Saat ini, pasar mobil listrik di India baru menyumbang hanya 5.000 unit dari total 2,4 juta mobil mobil yang dijual di negara itu tahun lalu. Pasalnya, fasilitas pengisian daya untuk mobil listrik masih sangat sedikit jumlahnya, dan biayanya pun tinggi.


Sementara itu, China telah menjual 1,25 juta mobil yang menggunakan bahan bakar energi baru dan terbarukan (EBT), termasuk baterai listrik pada tahun 2020 lalu, dari total 20 juta unit mobil yang terjual. Angka itu menyumbang lebih dari sepertiga penjualan global Tesla.


Ditambah lagi, India juga tidak memiliki kebijakan kendaraan listrik yang komprehensif seperti China, pasar mobil terbesar di dunia, yang mewajibkan perusahaan untuk berinvestasi di sektor tersebut.
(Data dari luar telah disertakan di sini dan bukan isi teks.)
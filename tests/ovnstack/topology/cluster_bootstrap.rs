use std::path::Path;
use std::sync::Arc;

use ovnstack::ovnstack::ovsdb::Tool;
use ovnstack::ovnstack::test_support::{overlay_config_in, FakeControlPlane};
use ovnstack::ovnstack::topology::{ClusterParams, TopologyProvisioner};
use tempfile::TempDir;

fn provisioner(fake: &Arc<FakeControlPlane>, root: &Path) -> TopologyProvisioner {
    TopologyProvisioner::new(fake.clone(), overlay_config_in(root))
}

fn params(node: &str) -> ClusterParams {
    ClusterParams::new(node, "10.1.0.0/24", "10.0.0.0/14").expect("valid params")
}

#[test]
fn bootstrap_builds_router_join_switch_and_balancers() {
    let temp = TempDir::new().expect("tempdir");
    let fake = FakeControlPlane::shared();
    let report = provisioner(&fake, temp.path())
        .cluster_bootstrap(&params("master"))
        .expect("bootstrap");

    assert_eq!(report.router, "master");
    assert_eq!(report.join_switch, "join");
    assert_eq!(report.join_address.to_string(), "100.64.1.1/24");

    let state = fake.snapshot();
    let router = state.router("master").expect("router");
    assert_eq!(router.get("external_ids:k8s-cluster-router"), Some("yes"));

    let join_port = state.router_port("rtoj-master").expect("join router port");
    assert_eq!(join_port.get("networks"), Some("100.64.1.1/24"));
    assert_eq!(join_port.get("external_ids:connect_to_join"), Some("yes"));

    let peer = state.switch_port("jtor-master").expect("join switch port");
    assert_eq!(peer.parent.as_deref(), Some("join"));
    assert_eq!(peer.get("type"), Some("router"));
    assert_eq!(peer.get("options:router-port"), Some("rtoj-master"));
    assert_eq!(peer.get("addresses"), join_port.get("mac"));

    let tcp = state
        .load_balancer_tagged("external_ids:k8s-cluster-lb-tcp", "yes")
        .expect("tcp balancer");
    let udp = state
        .load_balancer_tagged("external_ids:k8s-cluster-lb-udp", "yes")
        .expect("udp balancer");
    assert_eq!(udp.get("protocol"), Some("udp"));
    assert_eq!(report.load_balancers.tcp, tcp.uuid);
    assert_eq!(report.load_balancers.udp, udp.uuid);

    let attached = state
        .switch_load_balancers
        .get("master")
        .expect("balancers attached to node switch");
    assert!(attached.contains(&tcp.uuid));
    assert!(attached.contains(&udp.uuid));

    assert_eq!(report.node.router_address.to_string(), "10.1.0.1/24");
    assert_eq!(report.node.management_address.to_string(), "10.1.0.2/24");
}

#[test]
fn bootstrap_twice_leaves_the_topology_unchanged() {
    let temp = TempDir::new().expect("tempdir");
    let fake = FakeControlPlane::shared();
    let provisioner = provisioner(&fake, temp.path());

    let first = provisioner
        .cluster_bootstrap(&params("master"))
        .expect("first run");
    let after_first = fake.snapshot();
    let second = provisioner
        .cluster_bootstrap(&params("master"))
        .expect("second run");

    assert_eq!(fake.snapshot(), after_first);
    assert_eq!(first, second);
}

#[test]
fn a_second_cluster_router_is_refused() {
    let temp = TempDir::new().expect("tempdir");
    let fake = FakeControlPlane::shared();
    let provisioner = provisioner(&fake, temp.path());
    provisioner
        .cluster_bootstrap(&params("master"))
        .expect("bootstrap");
    let before = fake.snapshot();

    let err = provisioner
        .cluster_bootstrap(&params("other"))
        .expect_err("different router name");
    assert_eq!(err.kind(), "config");
    assert!(err.to_string().contains("master"));
    assert_eq!(fake.snapshot(), before);
    assert!(fake.snapshot().router("other").is_none());
}

#[test]
fn missing_northbound_address_fails_before_any_northbound_command() {
    let temp = TempDir::new().expect("tempdir");
    let fake = FakeControlPlane::shared();
    fake.set_system_id("ovn-nb", None);

    let err = provisioner(&fake, temp.path())
        .cluster_bootstrap(&params("master"))
        .expect_err("no ovn-nb");
    assert_eq!(err.kind(), "config");
    assert!(fake
        .invocations()
        .iter()
        .all(|(tool, _)| *tool == Tool::Switch));
}

#[test]
fn invalid_subnets_are_rejected_up_front() {
    let err = ClusterParams::new("master", "10.1.0.0/24", "not-a-subnet").expect_err("bad cidr");
    assert_eq!(err.kind(), "config");
    assert!(err.to_string().contains("cluster-subnet"));
}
Gadkari mengatakan, selain menjadi pasar yang besar, India bisa menjadi pusat ekspor, terutama dengan sekitar 80% komponen baterai lithium-ion dibuat secara lokal sekarang. "Saya pikir ini adalah situasi yang win-win untuk Tesla," kata Gadkari.


Kabarnya, India sedang menyusun skema insentif terkait produksi untuk pembuat komponen mobil dan mobil listrik yang menggunakan baterai lithium. Namun, di tahun 2020 lalu pemerintah telah memperkenalkan aturan emisi yang lebih ketat bagi produsen mobil agar sesuai dengan standar internasional. Aturan itu akan berlaku pada April 2022.


Sementara itu, menurut para pelaku industri mobil, hal itu sulit untuk dilaksanakan, apalagi di tengah pandemi COVID-19. Oleh sebab itu, para pelaku industri mengatakan, transisi produksi ke kendaraan ramah lingkungan memerlukan waktu yang lebih lama, sementara batas waktunya ialah tahun depan.


Di sisi lain, pemerintah India belum membuat keputusan apakah akan menunda kebijakan itu. Pasalnya, pemerintah India masih memegang teguh komitmen Paris Agreement.